Título: Desmonte da máquina no Entorno
Autor: Marcos, Almiro; Oliveira, Sheila
Fonte: Correio Braziliense, 27/10/2012, Cidades, p. 33

Nem bem terminaram as eleições municipais, a população de algumas cidades do Entorno onde os atuais prefeitos não foram reeleitos ou não fizeram sucessores já começa a sentir os resultados, e negativos. Pelo menos em quatro dos maiores e principais municípios, o quadro é preocupante. Já foram registrados demissão em massa de servidores, prejuízos em serviços públicos essenciais, como na saúde, e falta de regularidade na prestação de atividades como a coleta de lixo.

Os atuais gestores dizem que as providências são para deixar a casa arrumada para os sucessores. Para o Ministério Público, no entanto, a situação não é bem assim, tanto que uma recomendação foi encaminhada a todas as promotorias alertando para os casos e algumas ações já estão sendo engatilhadas contra os atuais prefeitos. Os futuros administradores dizem saber dos problemas e esperam uma transição tranquila.

O desmonte da máquina administrativa após o período eleitoral é fato recorrente nos municípios goianos. No passado, foram constatados problemas semelhantes. Desta vez, porém, o Ministério Público de Goiás (MP-GO) decidiu se antecipar. Assim que se encerraram as eleições, em 7 de outubro, o Centro de Apoio Operacional do Patrimônio Público do MP (Caopp) encaminhou uma circular a todas as promotorias do Estado, alertando para os problemas que normalmente ocorrem.

Reação Para o promotor Rodrigo César Bolleli Faria, que coordena o Caopp, a ação dos prefeitos derrotados configura-se "como nítida retaliação ao resultado das urnas". "Se tais gestores pretendem mesmo arrumar a casa, como alegam, por que não se organizaram ao longo de todo o governo? Se configurar improbidade administrativa, acionaremos os prefeitos. A população não pode ser prejudicada", alerta o promotor.

A reportagem do Correio esteve, nos últimos dias, em quatro cidades onde a oposição foi vencedora nas eleições: Novo Gama, Valparaíso, Santo Antônio do Descoberto e Águas Lindas. A situação, em todas elas, é semelhante, com demissão de comissionados e redução de expediente de alguns serviços públicos.

Em Santo Antônio, por exemplo, o principal problema é o atraso no salário dos servidores. Com isso, a carga horária dos alunos foi encurtada e o serviço de coleta de lixo acabou prejudicado. Para a professora Dulciléia Martins, o problema é de gestão.
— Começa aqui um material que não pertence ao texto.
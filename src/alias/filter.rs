//! Per-alias runtime filters.
//!
//! A filter is evaluated against a [`FilterContext`] snapshot of the current
//! session. Filters from configuration are either a plain boolean or a
//! [`FilterRule`]; code can also install an arbitrary predicate.

use std::fmt;
use std::sync::Arc;

use serde::{Deserialize, Serialize, Serializer};

/// The session fields a filter may read.
#[derive(Debug, Clone, Default, PartialEq, Eq)]
pub struct FilterContext {
    pub platform: String,
    pub user_id: String,
    pub channel_id: Option<String>,
    pub guild_id: Option<String>,
    pub is_direct: bool,
    pub authority: u32,
}

/// Declarative filter: every non-empty field must match.
#[derive(Debug, Clone, Default, PartialEq, Eq, Deserialize, Serialize)]
#[serde(deny_unknown_fields)]
pub struct FilterRule {
    #[serde(default, skip_serializing_if = "Vec::is_empty")]
    pub platform: Vec<String>,
    #[serde(default, skip_serializing_if = "Vec::is_empty")]
    pub user: Vec<String>,
    #[serde(default, skip_serializing_if = "Vec::is_empty")]
    pub channel: Vec<String>,
    #[serde(default, skip_serializing_if = "Vec::is_empty")]
    pub guild: Vec<String>,
    #[serde(default, skip_serializing_if = "Option::is_none")]
    pub direct: Option<bool>,
    #[serde(default, skip_serializing_if = "Option::is_none")]
    pub min_authority: Option<u32>,
}

impl FilterRule {
    pub fn matches(&self, ctx: &FilterContext) -> bool {
        fn listed(list: &[String], value: Option<&str>) -> bool {
            list.is_empty() || value.is_some_and(|v| list.iter().any(|x| x == v))
        }

        listed(&self.platform, Some(&ctx.platform))
            && listed(&self.user, Some(&ctx.user_id))
            && listed(&self.channel, ctx.channel_id.as_deref())
            && listed(&self.guild, ctx.guild_id.as_deref())
            && self.direct.is_none_or(|d| d == ctx.is_direct)
            && self.min_authority.is_none_or(|a| ctx.authority >= a)
    }
}

/// Wire form of a filter in configuration files.
#[derive(Debug, Clone, PartialEq, Eq, Deserialize, Serialize)]
#[serde(untagged)]
pub enum FilterConfig {
    Static(bool),
    Rule(FilterRule),
}

pub type Predicate = Arc<dyn Fn(&FilterContext) -> bool + Send + Sync>;

#[derive(Clone, Default, Deserialize)]
#[serde(from = "FilterConfig")]
pub enum Filter {
    #[default]
    Always,
    Static(bool),
    Rule(FilterRule),
    /// Arbitrary predicate installed from code. Never comes from config.
    Computed(Predicate),
}

impl Filter {
    pub fn computed(f: impl Fn(&FilterContext) -> bool + Send + Sync + 'static) -> Self {
        Filter::Computed(Arc::new(f))
    }

    /// Evaluate against a session snapshot. Without one, only the static
    /// shapes can fail.
    pub fn evaluate(&self, ctx: Option<&FilterContext>) -> bool {
        match (self, ctx) {
            (Filter::Always, _) => true,
            (Filter::Static(b), _) => *b,
            (Filter::Rule(rule), Some(ctx)) => rule.matches(ctx),
            (Filter::Computed(f), Some(ctx)) => f(ctx),
            (_, None) => true,
        }
    }
}

impl From<FilterConfig> for Filter {
    fn from(cfg: FilterConfig) -> Self {
        match cfg {
            FilterConfig::Static(b) => Filter::Static(b),
            FilterConfig::Rule(rule) => Filter::Rule(rule),
        }
    }
}

impl From<bool> for Filter {
    fn from(b: bool) -> Self {
        Filter::Static(b)
    }
}

impl Serialize for Filter {
    fn serialize<S: Serializer>(&self, serializer: S) -> Result<S::Ok, S::Error> {
        match self {
            Filter::Always => serializer.serialize_bool(true),
            Filter::Static(b) => serializer.serialize_bool(*b),
            Filter::Rule(rule) => rule.serialize(serializer),
            Filter::Computed(_) => Err(serde::ser::Error::custom(
                "computed filters cannot be serialized",
            )),
        }
    }
}

// Closures compare by identity.
impl PartialEq for Filter {
    fn eq(&self, other: &Self) -> bool {
        match (self, other) {
            (Filter::Always, Filter::Always) => true,
            (Filter::Static(a), Filter::Static(b)) => a == b,
            (Filter::Rule(a), Filter::Rule(b)) => a == b,
            (Filter::Computed(a), Filter::Computed(b)) => Arc::ptr_eq(a, b),
            _ => false,
        }
    }
}

impl fmt::Debug for Filter {
    fn fmt(&self, f: &mut fmt::Formatter<'_>) -> fmt::Result {
        match self {
            Filter::Always => f.write_str("Always"),
            Filter::Static(b) => f.debug_tuple("Static").field(b).finish(),
            Filter::Rule(rule) => f.debug_tuple("Rule").field(rule).finish(),
            Filter::Computed(_) => f.write_str("Computed(..)"),
        }
    }
}

#[cfg(test)]
mod tests {
    use super::*;

    fn ctx(direct: bool) -> FilterContext {
        FilterContext {
            platform: "mock".into(),
            user_id: "123".into(),
            channel_id: (!direct).then(|| "321".to_string()),
            guild_id: None,
            is_direct: direct,
            authority: 1,
        }
    }

    #[test]
    fn static_filters() {
        assert!(Filter::Always.evaluate(Some(&ctx(false))));
        assert!(!Filter::Static(false).evaluate(Some(&ctx(false))));
        assert!(!Filter::Static(false).evaluate(None));
    }

    #[test]
    fn rule_matches_fields() {
        let rule = FilterRule {
            platform: vec!["mock".into()],
            channel: vec!["321".into()],
            ..Default::default()
        };
        assert!(rule.matches(&ctx(false)));
        // direct messages have no channel id
        assert!(!rule.matches(&ctx(true)));
    }

    #[test]
    fn rule_direct_and_authority() {
        let rule = FilterRule {
            direct: Some(true),
            min_authority: Some(2),
            ..Default::default()
        };
        let mut c = ctx(true);
        assert!(!rule.matches(&c));
        c.authority = 2;
        assert!(rule.matches(&c));
    }

    #[test]
    fn context_free_evaluation_passes_dynamic_filters() {
        assert!(Filter::computed(|_| false).evaluate(None));
        assert!(Filter::Rule(FilterRule { direct: Some(true), ..Default::default() }).evaluate(None));
    }

    #[test]
    fn computed_filter() {
        let only_direct = Filter::computed(|c| c.is_direct);
        assert!(only_direct.evaluate(Some(&ctx(true))));
        assert!(!only_direct.evaluate(Some(&ctx(false))));
    }

    #[test]
    fn computed_equality_is_identity() {
        let a = Filter::computed(|_| true);
        let b = Filter::computed(|_| true);
        assert_eq!(a, a.clone());
        assert_ne!(a, b);
    }

    #[test]
    fn deserialize_shapes() {
        #[derive(Deserialize)]
        struct W {
            filter: Filter,
        }
        let w: W = toml::from_str("filter = false").unwrap();
        assert_eq!(w.filter, Filter::Static(false));
        let w: W = toml::from_str("filter = { user = [\"123\"] }").unwrap();
        assert!(matches!(w.filter, Filter::Rule(ref r) if r.user == vec!["123"]));
        assert!(toml::from_str::<W>("filter = { usr = [\"123\"] }").is_err());
    }
}
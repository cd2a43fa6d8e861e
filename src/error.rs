//! Error types shared across the crate.

use thiserror::Error;

/// Failure to parse an argument string against a command's grammar.
#[derive(Debug, Clone, PartialEq, Eq, Error)]
pub enum ParseError {
    #[error("unterminated quote in {0:?}")]
    UnterminatedQuote(String),
    #[error("unknown option: {0}")]
    UnknownOption(String),
    #[error("option --{0} expects a value")]
    MissingValue(String),
    #[error("option --{option} expects an integer, got {value:?}")]
    InvalidInteger { option: String, value: String },
}

#[derive(Debug, Error)]
pub enum AliasError {
    /// An alias `source` string was rejected by its owning command's parser.
    #[error("alias {alias:?} of command {command:?}: {source}")]
    Parse {
        command: String,
        alias: String,
        #[source]
        source: ParseError,
    },
    #[error("configuration error: {0}")]
    Config(String),
    #[error("channel store error: {0}")]
    ChannelStore(String),
}

pub type Result<T, E = AliasError> = std::result::Result<T, E>;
Em Valparaíso, de 160 trabalhadores no primeiro semestre, o quadro do hospital da cidade caiu para 96. O resultado é a falta de assistência aos pacientes, que passam horas à espera de médicos.

Já no Novo Gama, o problema na área é semelhante, mas o Ministério Público cobra uma resposta da prefeitura. Em Águas Lindas, um dia após a eleição, todos os comissionados foram demitidos. Mais uma vez, uma das áreas mais atingidas é a saúde. O único hospital da cidade tem, agora, três médicos. Diante do caos, a pressão sobre o DF tende a aumentar até o fim do ano, uma vez que os prefeitos eleitos tomam posse em janeiro.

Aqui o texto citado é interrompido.